[Collection entries]
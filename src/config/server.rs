//! # Server Configuration

use super::env_var_or_default;
use crate::constants::{
    DEFAULT_METRICS_PORT, DEFAULT_SERVER_POLL_INTERVAL_MS, DEFAULT_SERVER_STARTUP_TIMEOUT_SECS,
};
use std::time::Duration;

/// HTTP server configuration
#[derive(Debug, Clone, PartialEq, Eq)]
pub struct ServerConfig {
    /// Port serving `/metrics`, `/healthz` and `/readyz`
    pub metrics_port: u16,
    /// How long startup waits for the server to bind (seconds)
    pub startup_timeout_secs: u64,
    /// Readiness poll interval during startup (milliseconds)
    pub poll_interval_ms: u64,
}

impl Default for ServerConfig {
    fn default() -> Self {
        Self {
            metrics_port: DEFAULT_METRICS_PORT,
            startup_timeout_secs: DEFAULT_SERVER_STARTUP_TIMEOUT_SECS,
            poll_interval_ms: DEFAULT_SERVER_POLL_INTERVAL_MS,
        }
    }
}

impl ServerConfig {
    /// Load configuration from environment variables with defaults
    #[must_use]
    pub fn from_env() -> Self {
        Self {
            metrics_port: env_var_or_default("METRICS_PORT", DEFAULT_METRICS_PORT),
            startup_timeout_secs: env_var_or_default(
                "SERVER_STARTUP_TIMEOUT_SECS",
                DEFAULT_SERVER_STARTUP_TIMEOUT_SECS,
            ),
            poll_interval_ms: env_var_or_default(
                "SERVER_POLL_INTERVAL_MS",
                DEFAULT_SERVER_POLL_INTERVAL_MS,
            ),
        }
    }

    #[must_use]
    pub fn startup_timeout(&self) -> Duration {
        Duration::from_secs(self.startup_timeout_secs)
    }

    #[must_use]
    pub fn poll_interval(&self) -> Duration {
        Duration::from_millis(self.poll_interval_ms)
    }
}
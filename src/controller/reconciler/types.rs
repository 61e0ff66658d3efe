//! # Types
//!
//! Core types for the reconciler.

use crate::config::SharedControllerConfig;
use crate::constants::{RECONCILE_BACKOFF_MAX_MINUTES, RECONCILE_BACKOFF_MIN_MINUTES};
use crate::controller::backoff::FibonacciBackoff;
use crate::drift::{DriftWatcher, WatchError};
use crate::git::UrlError;
use kube::Client;
use kube_runtime::finalizer;
use std::collections::HashMap;
use std::sync::{Arc, Mutex};
use thiserror::Error;

#[derive(Debug, Error)]
pub enum ReconcilerError {
    #[error("Pattern is missing metadata.{0}")]
    MissingMetadata(&'static str),
    #[error(transparent)]
    InvalidRepository(#[from] UrlError),
    #[error(transparent)]
    DriftWatch(#[from] WatchError),
    #[error("Kubernetes API error: {0}")]
    Kube(#[from] kube::Error),
    #[error("finalizer failed: {0}")]
    Finalizer(#[source] Box<finalizer::Error<ReconcilerError>>),
}

/// Backoff state for a specific Pattern
#[derive(Debug, Clone)]
pub struct BackoffState {
    pub backoff: FibonacciBackoff,
    pub error_count: u32,
}

impl Default for BackoffState {
    fn default() -> Self {
        Self {
            backoff: FibonacciBackoff::new(
                RECONCILE_BACKOFF_MIN_MINUTES,
                RECONCILE_BACKOFF_MAX_MINUTES,
            ),
            error_count: 0,
        }
    }
}

impl BackoffState {
    pub fn increment_error(&mut self) {
        self.error_count += 1;
    }

    pub fn reset(&mut self) {
        self.error_count = 0;
        self.backoff.reset();
    }
}

/// Shared reconciliation context
#[derive(Clone)]
pub struct Reconciler {
    pub client: Client,
    pub drift_watcher: DriftWatcher,
    pub config: SharedControllerConfig,
    // Keyed by namespace/name; written by the error policy, cleared on success
    pub backoff_states: Arc<Mutex<HashMap<String, BackoffState>>>,
}

impl std::fmt::Debug for Reconciler {
    fn fmt(&self, f: &mut std::fmt::Formatter<'_>) -> std::fmt::Result {
        f.debug_struct("Reconciler")
            .field("drift_watcher", &self.drift_watcher)
            .finish_non_exhaustive()
    }
}

impl Reconciler {
    #[must_use]
    pub fn new(client: Client, drift_watcher: DriftWatcher, config: SharedControllerConfig) -> Self {
        Self {
            client,
            drift_watcher,
            config,
            backoff_states: Arc::new(Mutex::new(HashMap::new())),
        }
    }

    /// Clear the error backoff for a Pattern. Returns whether it had failed before.
    pub fn reset_backoff(&self, resource_key: &str) -> bool {
        let Ok(mut states) = self.backoff_states.lock() else {
            return false;
        };
        states.get_mut(resource_key).is_some_and(|state| {
            let had_errors = state.error_count > 0;
            state.reset();
            had_errors
        })
    }
}

#[cfg(test)]
mod tests {
    use super::*;

    #[test]
    fn test_backoff_state_reset() {
        let mut state = BackoffState::default();
        state.increment_error();
        state.increment_error();
        assert_eq!(state.backoff.next_backoff_seconds(), 60);
        assert_eq!(state.backoff.next_backoff_seconds(), 60);
        assert_eq!(state.error_count, 2);

        state.reset();
        assert_eq!(state.error_count, 0);
        assert_eq!(state.backoff.next_backoff_seconds(), 60);
    }

    #[test]
    fn test_watch_error_passes_through() {
        let err = ReconcilerError::from(WatchError::NotStarted);
        assert_eq!(err.to_string(), "the git drift watcher has not been started");
    }
}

§ Work instructions
Copy exactly the lines above, starting at the opening line and finishing at the line in which "HTTP server configuration" occurs.

§ Response
filename src/config/server.rs
//! # Server Configuration

use super::env_var_or_default;
use crate::constants::{
    DEFAULT_METRICS_PORT, DEFAULT_SERVER_POLL_INTERVAL_MS, DEFAULT_SERVER_STARTUP_TIMEOUT_SECS,
};
use std::time::Duration;

/// HTTP server configuration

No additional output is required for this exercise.